下級審2件はすでに、トランプ氏が緊急権限を用いて関税を課したことは権限を超えていると判断している。

訴訟は現在、最高裁で審理されており、複数の企業が、最高裁が関税を無効とした場合に返還を受ける権利を守ろうとしている。

小売りで世界3位のコストコは、政府への支払い金の回収が困難になる今月15日の期限を前に訴訟を起こした。貿易裁に対し、トランプ氏の「緊急」関税を違法と宣言するよう求めている。

また、関税によって事業が損害を受けたと主張。最高裁が下級審の判断を支持した場合でも、返金を受けられないのではないかとの懸念も表明した。

コストコ側の弁護士は、返金を受けるためには、関税の合憲性を問う訴訟とは「別途の訴訟が必要だ」と説明。
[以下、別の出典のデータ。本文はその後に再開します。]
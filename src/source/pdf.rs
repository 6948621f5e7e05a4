//! PDF text layer via `pdfium-render` (Chromium's PDF library).
//!
//! Characters are read with their bounding rectangles and grouped into word
//! tokens: consecutive characters on the same baseline with no visible gap.
//! Line reconstruction then works on words, not characters.
//!
//! Scanned PDFs (no text layer) produce no tokens; OCR is out of scope.

use pdfium_render::prelude::*;

use super::TokenSource;
use crate::error::{Error, Result};
use crate::layout::Token;

/// A positioned character from a PDF page.
#[derive(Debug, Clone)]
pub struct PdfChar {
    pub ch: char,
    /// Left edge in PDF points (1pt = 1/72 inch).
    pub x: f64,
    /// Bottom edge (bottom-up coordinate system).
    pub y: f64,
    pub width: f64,
    /// Glyph height, a font size approximation.
    pub height: f64,
    /// Page index (0-based).
    pub page: usize,
}

/// Reads word tokens from a PDF's text layer.
pub struct PdfTokenSource {
    /// Fraction of the average glyph width that still counts as "no gap".
    gap_ratio: f64,
}

impl PdfTokenSource {
    pub fn new() -> Self {
        Self { gap_ratio: 0.3 }
    }

    /// Extract all characters with their bounding rectangles.
    #[allow(deprecated)] // PdfRect field access deprecated in 0.8.28, removed in 0.9.0
    fn extract_chars(bytes: &[u8]) -> Result<Vec<PdfChar>> {
        let pdfium = Pdfium::default();
        let doc = pdfium
            .load_pdf_from_byte_slice(bytes, None)
            .map_err(|e| Error::Pdf(format!("failed to parse PDF: {e}")))?;
        let mut chars = Vec::new();

        for (page_idx, page) in doc.pages().iter().enumerate() {
            let text = page
                .text()
                .map_err(|e| Error::Pdf(format!("failed to read text of page {page_idx}: {e}")))?;
            for ch in text.chars().iter() {
                if let (Some(unicode_ch), Ok(rect)) = (ch.unicode_char(), ch.tight_bounds()) {
                    chars.push(PdfChar {
                        ch: unicode_ch,
                        x: f64::from(rect.left.value),
                        y: f64::from(rect.bottom.value),
                        width: f64::from((rect.right.value - rect.left.value).abs()),
                        height: f64::from((rect.top.value - rect.bottom.value).abs()),
                        page: page_idx,
                    });
                }
            }
        }

        Ok(chars)
    }

    /// Group characters into word tokens, in text-layer order.
    fn group_words(&self, chars: &[PdfChar]) -> Vec<Token> {
        let mut tokens = Vec::new();
        let mut word: Vec<&PdfChar> = Vec::new();

        for ch in chars {
            if ch.ch.is_whitespace() {
                flush_word(&mut word, &mut tokens);
                continue;
            }
            if let Some(last) = word.last() {
                let same_baseline = ch.page == last.page
                    && (ch.y - last.y).abs() < last.height.max(ch.height) * 0.4;
                let avg_width = (ch.width + last.width) / 2.0;
                let gap = ch.x - (last.x + last.width);
                if !same_baseline || gap > avg_width * self.gap_ratio || gap < -avg_width {
                    flush_word(&mut word, &mut tokens);
                }
            }
            word.push(ch);
        }
        flush_word(&mut word, &mut tokens);

        tokens
    }
}

impl Default for PdfTokenSource {
    fn default() -> Self {
        Self::new()
    }
}

fn flush_word(word: &mut Vec<&PdfChar>, tokens: &mut Vec<Token>) {
    if let Some(first) = word.first() {
        let text: String = word.iter().map(|c| c.ch).collect();
        tokens.push(Token::new(text, first.x, first.y, first.page));
    }
    word.clear();
}

impl TokenSource for PdfTokenSource {
    fn name(&self) -> &'static str {
        "pdf"
    }

    fn tokens(&self, bytes: &[u8]) -> Result<Vec<Token>> {
        let chars = Self::extract_chars(bytes)?;
        let tokens = self.group_words(&chars);
        tracing::debug!("PDF text layer: {} chars, {} word tokens", chars.len(), tokens.len());
        Ok(tokens)
    }
}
返金は「独自の判断と司法的救済がなければ保証されない」とした。

コストコは返金を求める金額を明示していないが、米税関当局のデータによると、コストコのような輸入業者は9月下旬時点で、IEEPA関連の関税としてすでに約900億ドル(約14兆円)を支払っている。

「トランプ関税」めぐる動き

ニューヨークに拠点を置く貿易裁は5月、「トランプ関税」を違法とする初めての判断を下した。その後、米連邦控訴裁判所もこの決定を支持した。

11月に始まった最高裁での審理では、大統領に議会承認なしに課税する権限あるかについて、判事らが懐疑的な姿勢を示した。

トランプ政権の弁護士は、IEEPAが大統領に世界的な関税を課す権限を与えていると主張している。

また、不利な判決が出されれば各国との交渉能力が制限され、財務省がすでに徴収した数十億ドルを失うと警告している。

ホワイトハウスのクシュ・デサイ報道官は先に、CNBCへの声明で、「トランプ大統領の合法的な関税を維持できないことによる経済的影響は甚大であり、この訴訟はその事実を浮き彫りにしている」と主張。「ホワイトハウスは、最高裁による迅速かつ適切な解決を期待している」とした。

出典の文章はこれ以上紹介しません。